Mas uma startup francesa Plaxtil aceitou o desafio. Com sede em Châtellerault, oeste da França, a empresa é especializada na reciclagem de roupas, transformando-as em um material semelhante ao plástico também conhecido como Plaxtil. Então veio a Covid-19, apresentando um novo modelo de negócios urgente.

Os fundadores da startup Civil e Neveu envolveram lojas e supermercados locais e estabeleceram uma rede de coleta de máscaras das mascaras cirúrgicas.
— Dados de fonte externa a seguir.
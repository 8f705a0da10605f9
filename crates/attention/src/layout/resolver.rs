//! Shape-only classification of attention inputs.

use candle_core::{DType, Tensor};

use super::{AttentionInputs, CacheMode, LayoutVariant, Precision};
use crate::core::{AttentionConfig, AttentionError};

/// Canonical dimensions derived from one request.
///
/// `total_sequence_length` is the number of key positions attended to
/// (`past + kv`). When past and present share a buffer the present tensors
/// span `max_sequence_length` instead; see
/// [`present_sequence_length`](Self::present_sequence_length).
#[derive(Debug, Clone, PartialEq, Eq)]
pub struct ResolvedLayout {
    pub variant: LayoutVariant,
    pub cache_mode: CacheMode,
    pub precision: Precision,
    pub dtype: DType,
    pub batch_size: usize,
    pub num_heads: usize,
    pub sequence_length: usize,
    pub kv_sequence_length: usize,
    pub past_sequence_length: usize,
    pub total_sequence_length: usize,
    pub max_sequence_length: Option<usize>,
    pub hidden_size: usize,
    pub v_hidden_size: usize,
    pub head_size: usize,
    pub v_head_size: usize,
    /// Key/value arrived as `[batch, heads, kv_seq, head]` rather than projections.
    pub kv_in_cache_layout: bool,
}

impl ResolvedLayout {
    /// Sequence extent of the emitted present key/value.
    pub fn present_sequence_length(&self) -> usize {
        match self.cache_mode {
            CacheMode::BufferShared => self
                .max_sequence_length
                .unwrap_or(self.total_sequence_length),
            _ => self.total_sequence_length,
        }
    }

    /// Queries and keys come from different sequences.
    pub fn is_cross_attention(&self) -> bool {
        match self.cache_mode {
            CacheMode::StaticPast => true,
            CacheMode::IncrementalAppend | CacheMode::BufferShared => false,
            CacheMode::NoCache => {
                self.variant == LayoutVariant::PackedKv
                    || (self.variant == LayoutVariant::Separate
                        && self.kv_sequence_length != self.sequence_length)
            }
        }
    }
}

/// Where key/value dimensions come from once the query is classified.
struct KvShape {
    variant: LayoutVariant,
    kv_sequence_length: usize,
    v_hidden_size: usize,
    cache_layout: bool,
    from_past: bool,
}

/// Determine the active layout and derive every secondary dimension.
///
/// Pure function of tensor shapes and dtypes; no tensor data is read.
pub fn resolve(
    inputs: &AttentionInputs,
    config: &AttentionConfig,
) -> Result<ResolvedLayout, AttentionError> {
    let num_heads = config.num_heads;
    if num_heads == 0 {
        return Err(AttentionError::InvalidConfig(
            "num_heads must be greater than zero".to_string(),
        ));
    }

    let dtype = inputs.query.dtype();
    let precision = Precision::from_dtype(dtype).ok_or_else(|| {
        AttentionError::unsupported(format!("query dtype {dtype:?} is not floating point"))
    })?;

    let (batch_size, sequence_length, hidden_size, kv) = match *inputs.query.dims() {
        [batch, seq, heads, slots, head] => {
            if slots != 3 {
                return Err(AttentionError::shape(format!(
                    "packed qkv expects 3 slots per head, got {slots}"
                )));
            }
            if heads != num_heads {
                return Err(AttentionError::shape(format!(
                    "packed qkv carries {heads} heads, num_heads is {num_heads}"
                )));
            }
            if inputs.key.is_some() || inputs.value.is_some() {
                return Err(AttentionError::shape(
                    "packed qkv is mutually exclusive with key and value",
                ));
            }
            let hidden = heads * head;
            let kv = KvShape {
                variant: LayoutVariant::PackedQkv,
                kv_sequence_length: seq,
                v_hidden_size: hidden,
                cache_layout: false,
                from_past: false,
            };
            (batch, seq, hidden, kv)
        }
        [batch, seq, hidden] => {
            if hidden % num_heads != 0 {
                return Err(AttentionError::shape(format!(
                    "hidden size {hidden} is not divisible by num_heads {num_heads}"
                )));
            }
            let kv = resolve_key_value(inputs, batch, hidden, num_heads, dtype)?;
            (batch, seq, hidden, kv)
        }
        _ => {
            return Err(AttentionError::shape(format!(
                "query must be [batch, seq, hidden] or [batch, seq, heads, 3, head], got {:?}",
                inputs.query.dims()
            )));
        }
    };

    let head_size = hidden_size / num_heads;
    if kv.v_hidden_size % num_heads != 0 {
        return Err(AttentionError::shape(format!(
            "value hidden size {} is not divisible by num_heads {num_heads}",
            kv.v_hidden_size
        )));
    }
    let v_head_size = kv.v_hidden_size / num_heads;

    if let Some(bias) = &inputs.bias {
        let expected = 2 * hidden_size + kv.v_hidden_size;
        if bias.dims() != [expected] {
            return Err(AttentionError::shape(format!(
                "bias must be [{expected}], got {:?}",
                bias.dims()
            )));
        }
    }

    let mut layout = ResolvedLayout {
        variant: kv.variant,
        cache_mode: CacheMode::NoCache,
        precision,
        dtype,
        batch_size,
        num_heads,
        sequence_length,
        kv_sequence_length: kv.kv_sequence_length,
        past_sequence_length: 0,
        total_sequence_length: kv.kv_sequence_length,
        max_sequence_length: None,
        hidden_size,
        v_hidden_size: kv.v_hidden_size,
        head_size,
        v_head_size,
        kv_in_cache_layout: kv.cache_layout,
    };

    let past_capacity = validate_past(inputs, &layout)?;
    match past_capacity {
        None if kv.cache_layout => layout.cache_mode = CacheMode::StaticPast,
        None => {
            if let Some(len) = inputs.past_sequence_length.filter(|len| *len > 0) {
                return Err(AttentionError::shape(format!(
                    "past_sequence_length {len} supplied without past key/value"
                )));
            }
        }
        Some(capacity) if kv.from_past => {
            let filled = inputs.past_sequence_length.unwrap_or(capacity);
            if filled > capacity {
                return Err(AttentionError::shape(format!(
                    "past_sequence_length {filled} exceeds past extent {capacity}"
                )));
            }
            layout.cache_mode = CacheMode::StaticPast;
            layout.kv_sequence_length = filled;
            layout.total_sequence_length = filled;
        }
        Some(capacity) if config.past_present_share_buffer => {
            let past = inputs.past_sequence_length.ok_or_else(|| {
                AttentionError::shape(
                    "past_sequence_length is required when past and present share a buffer",
                )
            })?;
            layout.cache_mode = CacheMode::BufferShared;
            layout.past_sequence_length = past;
            layout.total_sequence_length = past + layout.kv_sequence_length;
            layout.max_sequence_length = Some(capacity);
        }
        Some(capacity) => {
            let past = inputs.past_sequence_length.unwrap_or(capacity);
            if past > capacity {
                return Err(AttentionError::shape(format!(
                    "past_sequence_length {past} exceeds past extent {capacity}"
                )));
            }
            layout.cache_mode = CacheMode::IncrementalAppend;
            layout.past_sequence_length = past;
            layout.total_sequence_length = past + layout.kv_sequence_length;
        }
    }

    Ok(layout)
}

fn resolve_key_value(
    inputs: &AttentionInputs,
    batch: usize,
    hidden: usize,
    num_heads: usize,
    dtype: DType,
) -> Result<KvShape, AttentionError> {
    let head_size = hidden / num_heads;
    let Some(key) = &inputs.key else {
        if inputs.value.is_some() {
            return Err(AttentionError::shape("value supplied without key"));
        }
        let Some(past_key) = &inputs.past_key else {
            return Err(AttentionError::shape(
                "key is required unless query is packed or past key/value is supplied",
            ));
        };
        let past_value = inputs
            .past_value
            .as_ref()
            .ok_or_else(|| AttentionError::shape("past_key supplied without past_value"))?;
        let (_, _, extent, _) = past_key.dims4().map_err(|_| {
            AttentionError::shape(format!("past_key must be rank 4, got {:?}", past_key.dims()))
        })?;
        let (_, _, _, v_head) = past_value.dims4().map_err(|_| {
            AttentionError::shape(format!(
                "past_value must be rank 4, got {:?}",
                past_value.dims()
            ))
        })?;
        return Ok(KvShape {
            variant: LayoutVariant::Separate,
            kv_sequence_length: extent,
            v_hidden_size: v_head * num_heads,
            cache_layout: false,
            from_past: true,
        });
    };
    expect_dtype(key, dtype, "key")?;

    match *key.dims() {
        [kb, kv_seq, heads, slots, head] => {
            if inputs.value.is_some() {
                return Err(AttentionError::shape(
                    "packed kv is mutually exclusive with value",
                ));
            }
            if kb != batch || heads != num_heads || slots != 2 || head != head_size {
                return Err(AttentionError::shape(format!(
                    "packed kv must be [{batch}, kv_seq, {num_heads}, 2, {head_size}], got {:?}",
                    key.dims()
                )));
            }
            Ok(KvShape {
                variant: LayoutVariant::PackedKv,
                kv_sequence_length: kv_seq,
                v_hidden_size: hidden,
                cache_layout: false,
                from_past: false,
            })
        }
        [kb, kv_seq, k_hidden] => {
            let value = inputs
                .value
                .as_ref()
                .ok_or_else(|| AttentionError::shape("separate key requires value"))?;
            expect_dtype(value, dtype, "value")?;
            if kb != batch || k_hidden != hidden {
                return Err(AttentionError::shape(format!(
                    "key must be [{batch}, kv_seq, {hidden}], got {:?}",
                    key.dims()
                )));
            }
            let (vb, v_seq, v_hidden) = value.dims3().map_err(|_| {
                AttentionError::shape(format!(
                    "value must be [batch, kv_seq, v_hidden], got {:?}",
                    value.dims()
                ))
            })?;
            if vb != batch || v_seq != kv_seq {
                return Err(AttentionError::shape(format!(
                    "value must be [{batch}, {kv_seq}, v_hidden], got {:?}",
                    value.dims()
                )));
            }
            Ok(KvShape {
                variant: LayoutVariant::Separate,
                kv_sequence_length: kv_seq,
                v_hidden_size: v_hidden,
                cache_layout: false,
                from_past: false,
            })
        }
        [kb, heads, kv_seq, head] => {
            if inputs.past_key.is_some() || inputs.past_value.is_some() {
                return Err(AttentionError::shape(
                    "key in cache layout cannot be combined with past key/value",
                ));
            }
            let value = inputs
                .value
                .as_ref()
                .ok_or_else(|| AttentionError::shape("key in cache layout requires value"))?;
            expect_dtype(value, dtype, "value")?;
            if kb != batch || heads != num_heads || head != head_size {
                return Err(AttentionError::shape(format!(
                    "cached key must be [{batch}, {num_heads}, kv_seq, {head_size}], got {:?}",
                    key.dims()
                )));
            }
            let (vb, vh, v_seq, v_head) = value.dims4().map_err(|_| {
                AttentionError::shape(format!(
                    "cached value must be rank 4, got {:?}",
                    value.dims()
                ))
            })?;
            if vb != batch || vh != num_heads || v_seq != kv_seq {
                return Err(AttentionError::shape(format!(
                    "cached value must be [{batch}, {num_heads}, {kv_seq}, v_head], got {:?}",
                    value.dims()
                )));
            }
            Ok(KvShape {
                variant: LayoutVariant::Separate,
                kv_sequence_length: kv_seq,
                v_hidden_size: v_head * num_heads,
                cache_layout: true,
                from_past: false,
            })
        }
        _ => Err(AttentionError::shape(format!(
            "key must be rank 3, 4 or 5, got {:?}",
            key.dims()
        ))),
    }
}

/// Check past key/value against the resolved head geometry and return the
/// past sequence extent.
fn validate_past(
    inputs: &AttentionInputs,
    layout: &ResolvedLayout,
) -> Result<Option<usize>, AttentionError> {
    let (past_key, past_value) = match (&inputs.past_key, &inputs.past_value) {
        (None, None) => return Ok(None),
        (Some(key), Some(value)) => (key, value),
        _ => {
            return Err(AttentionError::shape(
                "past_key and past_value must be supplied together",
            ))
        }
    };
    expect_dtype(past_key, layout.dtype, "past_key")?;
    expect_dtype(past_value, layout.dtype, "past_value")?;

    let expected = [
        layout.batch_size,
        layout.num_heads,
        past_key.dims().get(2).copied().unwrap_or(0),
        layout.head_size,
    ];
    if past_key.dims() != expected {
        return Err(AttentionError::shape(format!(
            "past_key must be [{}, {}, past_seq, {}], got {:?}",
            layout.batch_size,
            layout.num_heads,
            layout.head_size,
            past_key.dims()
        )));
    }
    let expected_value = [
        layout.batch_size,
        layout.num_heads,
        expected[2],
        layout.v_head_size,
    ];
    if past_value.dims() != expected_value {
        return Err(AttentionError::shape(format!(
            "past_value must be {expected_value:?}, got {:?}",
            past_value.dims()
        )));
    }
    Ok(Some(expected[2]))
}

fn expect_dtype(tensor: &Tensor, dtype: DType, name: &str) -> Result<(), AttentionError> {
    if tensor.dtype() == dtype {
        Ok(())
    } else {
        Err(AttentionError::shape(format!(
            "{name} dtype {:?} differs from query dtype {dtype:?}",
            tensor.dtype()
        )))
    }
}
Eles conseguiram 50 pontos de coleta em toda a cidade e a cada semana, Emeline Clerc, funcionária de uma empresa chamada Audacie, coloca todo o equipamento de proteção – jaleco, máscara, luvas – para esvaziar as lixeiras. E desde junho, as startup já reciclou mais de 50.000, transformando o que era um lixo potencialmente perigoso em produtos úteis, como viseiras.

Processo usada para reciclar as mascaras

As máscaras passam 15 dias em quarentena em um hangar isoladas para que ninguém toque nelas. Depois desse período,  a tira de metal na parte superior que permite moldar a máscara ao seu nariz são retiradas manualmente, antes que a parte mecanizada do processo comece. Na parte mecanizada, a mascara é triturada em pequenos pedaços e descontaminada com luz ultravioleta para então serem misturados com um aglutinante para fazer uma pasta. Usando uma tecnologia desenvolvida pela própria Plaxtil que transforma tecidos em plástico moldável e duro.

No momento, a Plaxtil está transformando as máscaras em produtos como viseiras de plástico, fechos para máscaras e caixas de armazenamento, que são particularmente úteis durante a circulação do vírus. A startup espera ainda fazer uma série de objetos diferentes. Até o final do ano, a França vai dobrar sua produção de máscaras descartáveis ​​para 100 milhões por semana o que é uma boa matriz de negócios.